Action item: Every line with the string "collect" must be copied from the entries below.
Data for analysis Start Marker
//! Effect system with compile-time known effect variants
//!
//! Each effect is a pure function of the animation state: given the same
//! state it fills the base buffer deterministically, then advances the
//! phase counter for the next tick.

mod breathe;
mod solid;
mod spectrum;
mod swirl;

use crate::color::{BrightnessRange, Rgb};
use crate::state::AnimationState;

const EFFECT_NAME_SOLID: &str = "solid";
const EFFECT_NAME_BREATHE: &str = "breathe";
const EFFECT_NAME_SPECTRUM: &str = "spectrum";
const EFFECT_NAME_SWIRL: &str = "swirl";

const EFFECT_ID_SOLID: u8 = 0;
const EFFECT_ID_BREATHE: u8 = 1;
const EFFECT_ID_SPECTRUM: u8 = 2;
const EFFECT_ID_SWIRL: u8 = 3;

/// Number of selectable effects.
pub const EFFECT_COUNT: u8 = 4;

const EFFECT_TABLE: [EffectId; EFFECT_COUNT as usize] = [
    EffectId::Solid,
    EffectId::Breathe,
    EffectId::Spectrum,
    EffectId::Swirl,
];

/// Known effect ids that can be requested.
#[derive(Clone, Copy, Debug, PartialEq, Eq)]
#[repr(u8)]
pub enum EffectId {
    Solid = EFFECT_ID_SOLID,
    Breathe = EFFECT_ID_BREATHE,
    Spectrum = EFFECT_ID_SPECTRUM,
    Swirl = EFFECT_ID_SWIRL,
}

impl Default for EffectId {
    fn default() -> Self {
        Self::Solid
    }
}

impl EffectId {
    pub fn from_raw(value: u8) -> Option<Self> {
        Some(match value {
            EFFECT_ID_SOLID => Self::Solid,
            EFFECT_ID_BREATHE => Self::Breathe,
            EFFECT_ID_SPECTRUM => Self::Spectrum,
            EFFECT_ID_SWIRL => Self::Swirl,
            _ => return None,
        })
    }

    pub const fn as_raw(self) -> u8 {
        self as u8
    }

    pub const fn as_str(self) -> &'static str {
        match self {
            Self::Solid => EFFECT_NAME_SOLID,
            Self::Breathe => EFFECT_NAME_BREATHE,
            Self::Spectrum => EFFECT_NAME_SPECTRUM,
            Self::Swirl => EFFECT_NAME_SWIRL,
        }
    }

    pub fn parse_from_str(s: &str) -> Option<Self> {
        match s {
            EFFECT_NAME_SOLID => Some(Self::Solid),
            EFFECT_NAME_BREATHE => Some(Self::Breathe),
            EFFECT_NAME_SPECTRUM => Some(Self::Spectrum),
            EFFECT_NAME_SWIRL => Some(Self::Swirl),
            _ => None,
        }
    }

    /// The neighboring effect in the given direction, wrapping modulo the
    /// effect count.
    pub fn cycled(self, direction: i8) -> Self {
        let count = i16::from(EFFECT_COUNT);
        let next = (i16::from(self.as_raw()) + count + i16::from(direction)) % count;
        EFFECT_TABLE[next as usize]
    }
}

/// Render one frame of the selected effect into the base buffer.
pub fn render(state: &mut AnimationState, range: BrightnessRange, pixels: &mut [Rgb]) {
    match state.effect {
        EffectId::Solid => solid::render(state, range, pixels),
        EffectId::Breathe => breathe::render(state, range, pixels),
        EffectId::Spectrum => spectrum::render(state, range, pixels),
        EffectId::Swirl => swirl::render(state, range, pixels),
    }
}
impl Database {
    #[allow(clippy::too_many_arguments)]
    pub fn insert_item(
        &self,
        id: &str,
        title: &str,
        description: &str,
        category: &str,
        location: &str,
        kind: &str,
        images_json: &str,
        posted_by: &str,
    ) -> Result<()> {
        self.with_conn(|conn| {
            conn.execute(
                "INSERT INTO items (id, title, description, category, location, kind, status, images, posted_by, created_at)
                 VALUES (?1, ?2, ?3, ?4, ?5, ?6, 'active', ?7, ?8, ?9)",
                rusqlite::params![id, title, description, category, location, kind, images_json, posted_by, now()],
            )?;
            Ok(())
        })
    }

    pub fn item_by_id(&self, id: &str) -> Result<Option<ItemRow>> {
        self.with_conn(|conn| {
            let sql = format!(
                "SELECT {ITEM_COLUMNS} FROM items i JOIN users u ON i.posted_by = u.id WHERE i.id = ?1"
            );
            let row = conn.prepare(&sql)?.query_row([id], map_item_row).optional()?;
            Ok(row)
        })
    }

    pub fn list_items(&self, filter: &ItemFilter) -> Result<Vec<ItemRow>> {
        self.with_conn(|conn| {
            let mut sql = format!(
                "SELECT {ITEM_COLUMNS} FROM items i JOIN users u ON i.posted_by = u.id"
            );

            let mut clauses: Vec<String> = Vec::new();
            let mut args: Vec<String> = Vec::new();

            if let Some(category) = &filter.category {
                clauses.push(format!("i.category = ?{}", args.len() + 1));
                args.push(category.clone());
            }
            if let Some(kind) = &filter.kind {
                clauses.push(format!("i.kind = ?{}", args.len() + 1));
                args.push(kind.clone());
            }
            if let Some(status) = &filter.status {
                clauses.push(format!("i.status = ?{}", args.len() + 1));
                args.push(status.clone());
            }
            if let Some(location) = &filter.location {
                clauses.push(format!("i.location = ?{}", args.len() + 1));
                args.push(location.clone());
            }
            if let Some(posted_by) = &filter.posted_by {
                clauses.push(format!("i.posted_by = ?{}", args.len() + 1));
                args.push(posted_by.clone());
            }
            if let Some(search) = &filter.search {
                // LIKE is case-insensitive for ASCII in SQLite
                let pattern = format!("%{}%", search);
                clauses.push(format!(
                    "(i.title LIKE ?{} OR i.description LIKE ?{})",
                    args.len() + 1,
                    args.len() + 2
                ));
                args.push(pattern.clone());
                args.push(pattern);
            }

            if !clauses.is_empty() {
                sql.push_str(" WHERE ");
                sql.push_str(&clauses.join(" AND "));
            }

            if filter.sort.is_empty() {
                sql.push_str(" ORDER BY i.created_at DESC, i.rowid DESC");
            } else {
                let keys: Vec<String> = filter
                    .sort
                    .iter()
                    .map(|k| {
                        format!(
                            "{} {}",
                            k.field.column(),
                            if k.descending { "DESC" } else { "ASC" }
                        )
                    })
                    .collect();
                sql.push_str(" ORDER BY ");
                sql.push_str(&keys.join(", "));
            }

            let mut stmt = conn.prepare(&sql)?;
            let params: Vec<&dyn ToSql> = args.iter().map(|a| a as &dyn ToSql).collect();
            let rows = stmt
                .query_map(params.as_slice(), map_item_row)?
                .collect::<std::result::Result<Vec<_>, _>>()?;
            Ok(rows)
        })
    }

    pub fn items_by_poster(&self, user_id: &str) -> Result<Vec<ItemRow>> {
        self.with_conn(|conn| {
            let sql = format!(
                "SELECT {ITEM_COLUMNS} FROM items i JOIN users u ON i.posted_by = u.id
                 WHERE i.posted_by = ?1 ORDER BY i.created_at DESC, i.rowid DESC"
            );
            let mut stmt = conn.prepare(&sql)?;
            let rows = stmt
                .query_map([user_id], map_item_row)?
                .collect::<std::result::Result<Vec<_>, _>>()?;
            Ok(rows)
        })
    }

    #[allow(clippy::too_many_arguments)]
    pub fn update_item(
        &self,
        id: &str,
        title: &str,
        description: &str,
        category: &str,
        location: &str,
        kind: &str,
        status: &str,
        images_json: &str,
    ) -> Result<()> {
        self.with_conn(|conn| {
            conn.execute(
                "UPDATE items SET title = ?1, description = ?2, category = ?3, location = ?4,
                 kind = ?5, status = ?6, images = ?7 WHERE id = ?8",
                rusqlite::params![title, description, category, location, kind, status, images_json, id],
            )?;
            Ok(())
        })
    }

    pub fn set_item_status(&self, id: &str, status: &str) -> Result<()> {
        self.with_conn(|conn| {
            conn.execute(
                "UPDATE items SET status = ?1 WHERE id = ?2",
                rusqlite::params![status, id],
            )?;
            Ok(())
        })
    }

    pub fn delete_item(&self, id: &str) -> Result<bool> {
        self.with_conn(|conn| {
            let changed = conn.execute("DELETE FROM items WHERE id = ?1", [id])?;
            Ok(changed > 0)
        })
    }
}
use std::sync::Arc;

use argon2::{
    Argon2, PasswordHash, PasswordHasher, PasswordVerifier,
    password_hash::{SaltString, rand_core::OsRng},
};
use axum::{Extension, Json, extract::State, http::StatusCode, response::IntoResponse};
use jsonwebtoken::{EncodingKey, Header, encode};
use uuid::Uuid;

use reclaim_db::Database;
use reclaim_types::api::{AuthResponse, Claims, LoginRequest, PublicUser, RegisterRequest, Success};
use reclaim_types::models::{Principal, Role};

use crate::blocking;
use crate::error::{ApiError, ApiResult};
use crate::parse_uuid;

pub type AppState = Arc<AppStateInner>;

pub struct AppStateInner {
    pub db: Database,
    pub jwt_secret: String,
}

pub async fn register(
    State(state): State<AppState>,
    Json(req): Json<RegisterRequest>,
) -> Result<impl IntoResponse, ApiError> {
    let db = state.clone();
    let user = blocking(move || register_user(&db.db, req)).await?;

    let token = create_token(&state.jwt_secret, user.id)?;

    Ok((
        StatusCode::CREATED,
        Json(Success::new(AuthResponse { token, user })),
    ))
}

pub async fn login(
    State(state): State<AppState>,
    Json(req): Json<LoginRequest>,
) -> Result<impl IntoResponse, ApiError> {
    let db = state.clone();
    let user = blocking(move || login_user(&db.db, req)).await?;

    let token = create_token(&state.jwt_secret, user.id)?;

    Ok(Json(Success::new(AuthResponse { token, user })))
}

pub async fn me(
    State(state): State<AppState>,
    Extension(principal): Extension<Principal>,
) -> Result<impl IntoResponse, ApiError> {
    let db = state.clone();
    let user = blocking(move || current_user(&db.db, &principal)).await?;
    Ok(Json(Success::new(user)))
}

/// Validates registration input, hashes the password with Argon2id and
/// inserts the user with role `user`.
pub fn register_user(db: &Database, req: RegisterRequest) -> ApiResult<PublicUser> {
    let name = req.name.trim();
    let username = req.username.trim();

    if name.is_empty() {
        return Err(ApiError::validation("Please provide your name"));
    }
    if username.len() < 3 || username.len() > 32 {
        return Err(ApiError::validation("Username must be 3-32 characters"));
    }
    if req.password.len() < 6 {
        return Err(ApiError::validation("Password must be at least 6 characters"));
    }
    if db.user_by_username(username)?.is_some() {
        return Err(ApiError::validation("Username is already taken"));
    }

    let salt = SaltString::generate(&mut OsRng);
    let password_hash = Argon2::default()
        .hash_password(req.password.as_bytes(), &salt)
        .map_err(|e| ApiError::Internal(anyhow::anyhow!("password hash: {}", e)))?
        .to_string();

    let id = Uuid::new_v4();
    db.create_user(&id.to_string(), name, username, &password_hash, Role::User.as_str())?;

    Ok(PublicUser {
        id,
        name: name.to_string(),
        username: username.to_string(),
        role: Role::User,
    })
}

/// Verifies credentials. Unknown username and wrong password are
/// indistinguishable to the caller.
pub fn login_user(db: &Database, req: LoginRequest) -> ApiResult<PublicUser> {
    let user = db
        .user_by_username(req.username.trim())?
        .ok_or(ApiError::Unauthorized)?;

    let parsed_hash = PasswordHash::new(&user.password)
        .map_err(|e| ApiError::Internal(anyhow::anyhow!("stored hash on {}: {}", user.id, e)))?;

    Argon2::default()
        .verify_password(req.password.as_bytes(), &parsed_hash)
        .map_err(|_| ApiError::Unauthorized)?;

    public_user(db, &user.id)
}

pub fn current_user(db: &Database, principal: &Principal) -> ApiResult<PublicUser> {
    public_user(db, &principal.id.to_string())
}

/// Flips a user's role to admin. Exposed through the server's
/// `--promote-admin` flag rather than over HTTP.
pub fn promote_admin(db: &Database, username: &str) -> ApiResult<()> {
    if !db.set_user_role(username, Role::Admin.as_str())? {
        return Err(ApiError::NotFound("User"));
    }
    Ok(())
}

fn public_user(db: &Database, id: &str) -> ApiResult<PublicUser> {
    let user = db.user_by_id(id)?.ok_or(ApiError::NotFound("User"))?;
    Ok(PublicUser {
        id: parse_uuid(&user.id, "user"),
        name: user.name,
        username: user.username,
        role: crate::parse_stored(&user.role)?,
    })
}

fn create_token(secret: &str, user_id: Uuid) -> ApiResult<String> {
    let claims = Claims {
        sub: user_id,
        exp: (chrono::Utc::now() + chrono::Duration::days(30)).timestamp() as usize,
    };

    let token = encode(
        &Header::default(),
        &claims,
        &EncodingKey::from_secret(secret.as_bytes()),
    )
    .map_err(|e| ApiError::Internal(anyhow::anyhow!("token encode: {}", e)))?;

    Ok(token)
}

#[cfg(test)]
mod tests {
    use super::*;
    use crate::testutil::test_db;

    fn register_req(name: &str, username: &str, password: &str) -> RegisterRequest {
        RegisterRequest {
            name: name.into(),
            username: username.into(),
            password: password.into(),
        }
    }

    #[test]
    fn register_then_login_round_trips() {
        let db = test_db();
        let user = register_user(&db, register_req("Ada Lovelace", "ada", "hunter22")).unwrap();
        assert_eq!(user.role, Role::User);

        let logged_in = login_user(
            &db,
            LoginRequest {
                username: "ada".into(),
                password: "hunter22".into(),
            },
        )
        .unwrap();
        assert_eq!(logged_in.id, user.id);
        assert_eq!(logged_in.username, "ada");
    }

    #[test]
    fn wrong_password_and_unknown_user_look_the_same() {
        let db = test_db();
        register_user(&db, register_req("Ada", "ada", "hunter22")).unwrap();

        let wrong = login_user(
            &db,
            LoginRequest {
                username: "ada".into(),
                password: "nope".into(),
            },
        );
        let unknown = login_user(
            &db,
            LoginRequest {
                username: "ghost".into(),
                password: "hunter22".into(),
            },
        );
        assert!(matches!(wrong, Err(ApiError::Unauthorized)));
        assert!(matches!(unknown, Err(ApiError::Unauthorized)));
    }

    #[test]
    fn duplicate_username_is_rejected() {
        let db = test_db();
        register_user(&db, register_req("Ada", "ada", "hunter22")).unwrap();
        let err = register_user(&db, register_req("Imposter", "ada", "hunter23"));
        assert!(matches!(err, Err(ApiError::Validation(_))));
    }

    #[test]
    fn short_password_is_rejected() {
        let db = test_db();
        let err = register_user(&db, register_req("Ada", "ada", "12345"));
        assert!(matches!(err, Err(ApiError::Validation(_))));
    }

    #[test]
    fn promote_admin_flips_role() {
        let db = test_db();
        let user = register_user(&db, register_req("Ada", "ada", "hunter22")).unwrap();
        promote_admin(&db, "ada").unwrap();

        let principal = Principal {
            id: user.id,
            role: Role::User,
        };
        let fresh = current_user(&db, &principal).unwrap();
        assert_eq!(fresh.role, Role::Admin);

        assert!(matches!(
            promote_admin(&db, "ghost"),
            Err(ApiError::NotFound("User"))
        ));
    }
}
Data for analysis End Marker
Task response:
                    .collect();
            let params: Vec<&dyn ToSql> = args.iter().map(|a| a as &dyn ToSql).collect();
                .collect::<std::result::Result<Vec<_>, _>>()?;
                .collect::<std::result::Result<Vec<_>, _>>()?;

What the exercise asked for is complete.